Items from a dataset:
----

//! Persisted peer directory plus the device-wide topology credential.
//!
//! The directory is the single writer to both the typed KV store and the
//! radio peer table. Peers live in a contiguous slot layout keyed by a count
//! header; keys stay within the 6-character store limit:
//!
//! ```text
//! PECNT0        peer count
//! SELFRO        this device's role
//! NOWCHN        radio channel (1..=13)
//! TVER0         device-wide topology version
//! TTOK0         device-wide topology token, 32 hex chars
//! PEMnnn        slot MAC, 12 hex chars
//! PERnnn        slot role
//! PENnnn        slot name
//! PETnnn        slot device token, 32 hex chars
//! PEEnnn        slot enabled flag
//! PEVnnn        slot topology version
//! ```

use core::fmt::Write as _;

use heapless::{String, Vec};

use driveway_driver::{KvStore, Radio, RadioError};
use driveway_util::{info, warn};
use driveway_wire::{DeviceToken, MacAddr, Role, TopoToken};

use crate::config::{DEFAULT_CHANNEL, MAX_PEERS};

/// Peer names are short strings on the wire and in the store.
pub const MAX_NAME_LEN: usize = 15;

#[derive(Debug, Clone)]
pub struct Peer {
    pub mac: MacAddr,
    pub role: Role,
    pub name: String<MAX_NAME_LEN>,
    pub token: DeviceToken,
    pub enabled: bool,
    pub topo_ver: u32,
}

#[derive(Debug, Clone, Copy, PartialEq, Eq)]
pub enum AddOutcome {
    Added,
    /// A peer with this MAC already existed; the stored record is untouched.
    Exists,
}

#[derive(Debug, Clone, Copy, PartialEq, Eq)]
pub enum PeerDbError {
    /// The zero MAC never names a peer.
    InvalidMac,
    TableFull,
    UnknownPeer,
    /// Channel outside 1..=13.
    BadChannel,
    /// The KV store rejected a write.
    Persist,
    Radio(RadioError),
}

impl From<RadioError> for PeerDbError {
    fn from(err: RadioError) -> Self {
        PeerDbError::Radio(err)
    }
}

pub struct PeerDb<K: KvStore> {
    kv: K,
    peers: Vec<Peer, MAX_PEERS>,
    self_role: Role,
    channel: u8,
    topo_token: Option<TopoToken>,
    topo_ver: u16,
}

type Key = String<6>;

fn key(prefix: &str) -> Key {
    let mut k = Key::new();
    let _ = k.push_str(prefix);
    k
}

fn slot_key(prefix: &str, idx: usize) -> Key {
    let mut k = Key::new();
    let _ = write!(k, "{prefix}{idx:03}");
    k
}

fn to_hex<const N: usize>(bytes: &[u8]) -> String<N> {
    const DIGITS: &[u8; 16] = b"0123456789ABCDEF";
    let mut out = String::new();
    for b in bytes {
        let _ = out.push(DIGITS[(b >> 4) as usize] as char);
        let _ = out.push(DIGITS[(b & 0xF) as usize] as char);
    }
    out
}

fn from_hex(hex: &str, out: &mut [u8]) -> bool {
    if hex.len() != out.len() * 2 {
        return false;
    }
    let nib = |c: u8| -> Option<u8> {
        match c {
            b'0'..=b'9' => Some(c - b'0'),
            b'A'..=b'F' => Some(c - b'A' + 10),
            b'a'..=b'f' => Some(c - b'a' + 10),
            _ => None,
        }
    };
    let raw = hex.as_bytes();
    for (i, byte) in out.iter_mut().enumerate() {
        match (nib(raw[i * 2]), nib(raw[i * 2 + 1])) {
            (Some(hi), Some(lo)) => *byte = (hi << 4) | lo,
            _ => return false,
        }
    }
    true
}

pub fn is_valid_channel(channel: u8) -> bool {
    (1..=13).contains(&channel)
}

/// Truncates at a character boundary; wire names may be arbitrary UTF-8.
fn truncate_name(name: &str) -> String<MAX_NAME_LEN> {
    let mut out = String::new();
    for c in name.chars() {
        if out.push(c).is_err() {
            break;
        }
    }
    out
}

impl<K: KvStore> PeerDb<K> {
    /// Loads the persisted directory. Slots that fail to decode are skipped,
    /// not fatal; a fresh store yields an empty directory on the defaults.
    pub fn load(kv: K) -> Self {
        let channel = kv
            .get_i32(&key("NOWCHN"))
            .and_then(|v| u8::try_from(v).ok())
            .filter(|ch| is_valid_channel(*ch))
            .unwrap_or(DEFAULT_CHANNEL);
        let self_role = kv
            .get_i32(&key("SELFRO"))
            .and_then(|v| u8::try_from(v).ok())
            .and_then(Role::from_u8)
            .unwrap_or(Role::Icm);
        let topo_ver = kv.get_i32(&key("TVER0")).unwrap_or(0) as u16;
        let topo_token = kv.get_str(&key("TTOK0")).and_then(|hex| {
            let mut tok = [0u8; 16];
            from_hex(&hex, &mut tok).then_some(TopoToken(tok))
        });

        let mut db = PeerDb {
            kv,
            peers: Vec::new(),
            self_role,
            channel,
            topo_token,
            topo_ver,
        };
        db.load_slots();
        db
    }

    fn load_slots(&mut self) {
        let count = self.kv.get_i32(&key("PECNT0")).unwrap_or(0).max(0) as usize;
        for idx in 0..count.min(MAX_PEERS) {
            let Some(mac_hex) = self.kv.get_str(&slot_key("PEM", idx)) else {
                continue;
            };
            let mut mac = [0u8; 6];
            if !from_hex(&mac_hex, &mut mac) || mac == [0; 6] {
                continue;
            }

            let role = self
                .kv
                .get_i32(&slot_key("PER", idx))
                .and_then(|v| u8::try_from(v).ok())
                .and_then(Role::from_u8);
            let Some(role) = role else { continue };

            let name = self
                .kv
                .get_str(&slot_key("PEN", idx))
                .map(|stored| truncate_name(&stored))
                .unwrap_or_default();

            let mut token = [0u8; 16];
            if let Some(tok_hex) = self.kv.get_str(&slot_key("PET", idx)) {
                if !from_hex(&tok_hex, &mut token) {
                    token = [0; 16];
                }
            }

            let enabled = self.kv.get_bool(&slot_key("PEE", idx)).unwrap_or(false);
            let topo_ver = self.kv.get_i32(&slot_key("PEV", idx)).unwrap_or(0) as u32;

            let _ = self.peers.push(Peer {
                mac: MacAddr(mac),
                role,
                name,
                token: DeviceToken(token),
                enabled,
                topo_ver,
            });
        }
    }

    /// Re-adds every enabled peer to the radio table on the current channel.
    /// Best effort: a peer the radio rejects does not block the others.
    pub fn mirror_enabled<R: Radio>(&self, radio: &mut R) {
        for peer in self.peers.iter().filter(|p| p.enabled) {
            let _ = radio.del_peer(peer.mac);
            if radio.add_peer(peer.mac, self.channel).is_err() {
                warn!("radio refused peer {}", peer.mac);
            }
        }
    }

    /// Idempotent on MAC: re-adding an existing peer succeeds without
    /// touching the stored record.
    pub fn add<R: Radio>(
        &mut self,
        radio: &mut R,
        mac: MacAddr,
        role: Role,
        token: DeviceToken,
        name: &str,
        enabled: bool,
    ) -> Result<AddOutcome, PeerDbError> {
        if mac.is_zero() {
            return Err(PeerDbError::InvalidMac);
        }
        if self.find_by_mac(mac).is_some() {
            return Ok(AddOutcome::Exists);
        }

        let peer = Peer {
            mac,
            role,
            name: truncate_name(name),
            token,
            enabled,
            topo_ver: 0,
        };
        self.peers.push(peer).map_err(|_| PeerDbError::TableFull)?;
        self.save_all()?;

        if enabled {
            radio.del_peer(mac).ok();
            radio.add_peer(mac, self.channel)?;
        }
        info!("peer added: {} role={}", mac, role.as_u8());
        Ok(AddOutcome::Added)
    }

    /// Toggles persistence and the radio mirror together. Setting the
    /// current state again is a no-op.
    pub fn enable<R: Radio>(
        &mut self,
        radio: &mut R,
        mac: MacAddr,
        enabled: bool,
    ) -> Result<(), PeerDbError> {
        let peer = self
            .peers
            .iter_mut()
            .find(|p| p.mac == mac)
            .ok_or(PeerDbError::UnknownPeer)?;
        if peer.enabled == enabled {
            return Ok(());
        }
        peer.enabled = enabled;
        self.save_all()?;

        if enabled {
            radio.del_peer(mac).ok();
            radio.add_peer(mac, self.channel)?;
        } else {
            radio.del_peer(mac)?;
        }
        Ok(())
    }

    /// Removes from the radio first (when enabled), then from the store.
    pub fn remove<R: Radio>(&mut self, radio: &mut R, mac: MacAddr) -> Result<(), PeerDbError> {
        let idx = self
            .peers
            .iter()
            .position(|p| p.mac == mac)
            .ok_or(PeerDbError::UnknownPeer)?;
        if self.peers[idx].enabled {
            radio.del_peer(mac).ok();
        }
        self.peers.remove(idx);
        self.save_all()
    }

    pub fn find_by_mac(&self, mac: MacAddr) -> Option<&Peer> {
        self.peers.iter().find(|p| p.mac == mac)
    }

    /// True iff the peer exists, is enabled, and the token bytes are equal.
    pub fn token_matches(&self, mac: MacAddr, token: &DeviceToken) -> bool {
        match self.find_by_mac(mac) {
            Some(peer) => peer.enabled && peer.token == *token,
            None => false,
        }
    }

    pub fn all(&self) -> &[Peer] {
        &self.peers
    }

    pub fn channel(&self) -> u8 {
        self.channel
    }

    /// Persists the channel and re-mirrors every enabled peer on it. A peer
    /// that fails to migrate does not roll back the others.
    pub fn set_channel<R: Radio>(&mut self, radio: &mut R, channel: u8) -> Result<(), PeerDbError> {
        if !is_valid_channel(channel) {
            return Err(PeerDbError::BadChannel);
        }
        self.channel = channel;
        if !self.kv.put_i32(&key("NOWCHN"), channel as i32) {
            return Err(PeerDbError::Persist);
        }
        if radio.set_channel(channel).is_err() {
            warn!("radio rejected channel {}", channel);
        }
        self.mirror_enabled(radio);
        info!("channel set to {}", channel);
        Ok(())
    }

    pub fn self_role(&self) -> Role {
        self.self_role
    }

    pub fn set_self_role(&mut self, role: Role) -> Result<(), PeerDbError> {
        self.self_role = role;
        self.kv
            .put_i32(&key("SELFRO"), role.as_u8() as i32)
            .then_some(())
            .ok_or(PeerDbError::Persist)
    }

    pub fn topo_token(&self) -> Option<&TopoToken> {
        self.topo_token.as_ref()
    }

    pub fn set_topo_token(&mut self, token: TopoToken) -> Result<(), PeerDbError> {
        let hex: String<32> = to_hex(token.as_bytes());
        self.topo_token = Some(token);
        self.kv
            .put_str(&key("TTOK0"), &hex)
            .then_some(())
            .ok_or(PeerDbError::Persist)
    }

    pub fn topo_version(&self) -> u16 {
        self.topo_ver
    }

    pub fn set_topo_version(&mut self, version: u16) -> Result<(), PeerDbError> {
        self.topo_ver = version;
        self.kv
            .put_i32(&key("TVER0"), version as i32)
            .then_some(())
            .ok_or(PeerDbError::Persist)
    }

    pub fn topo_token_matches(&self, token: &TopoToken) -> bool {
        self.topo_token.as_ref() == Some(token)
    }

    fn save_slot(&mut self, idx: usize) -> bool {
        let peer = &self.peers[idx];
        let mac_hex: String<12> = to_hex(peer.mac.octets());
        let tok_hex: String<32> = to_hex(peer.token.as_bytes());
        let name = peer.name.clone();
        let role = peer.role.as_u8();
        let enabled = peer.enabled;
        let topo_ver = peer.topo_ver;

        self.kv.put_str(&slot_key("PEM", idx), &mac_hex)
            && self.kv.put_i32(&slot_key("PER", idx), role as i32)
            && self.kv.put_str(&slot_key("PEN", idx), &name)
            && self.kv.put_str(&slot_key("PET", idx), &tok_hex)
            && self.kv.put_bool(&slot_key("PEE", idx), enabled)
            && self.kv.put_i32(&slot_key("PEV", idx), topo_ver as i32)
    }

    fn clear_slot(&mut self, idx: usize) {
        for prefix in ["PEM", "PER", "PEN", "PET", "PEE", "PEV"] {
            self.kv.remove(&slot_key(prefix, idx));
        }
    }

    fn save_all(&mut self) -> Result<(), PeerDbError> {
        let old_count = self.kv.get_i32(&key("PECNT0")).unwrap_or(0).max(0) as usize;
        let new_count = self.peers.len();
        if !self.kv.put_i32(&key("PECNT0"), new_count as i32) {
            return Err(PeerDbError::Persist);
        }
        for idx in 0..new_count {
            if !self.save_slot(idx) {
                return Err(PeerDbError::Persist);
            }
        }
        // A shrink leaves stale tail slots behind; erase them.
        for idx in new_count..old_count {
            self.clear_slot(idx);
        }
        Ok(())
    }
}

----

TASK TO CARRY OUT: Proceeding from the line containing "the current channel." through the line containing "for peer in", transcribe the lines above exactly, both end lines included.

RESULT FOR THIS EXERCISE:
    /// Re-adds every enabled peer to the radio table on the current channel.
    /// Best effort: a peer the radio rejects does not block the others.
    pub fn mirror_enabled<R: Radio>(&self, radio: &mut R) {
        for peer in self.peers.iter().filter(|p| p.enabled) {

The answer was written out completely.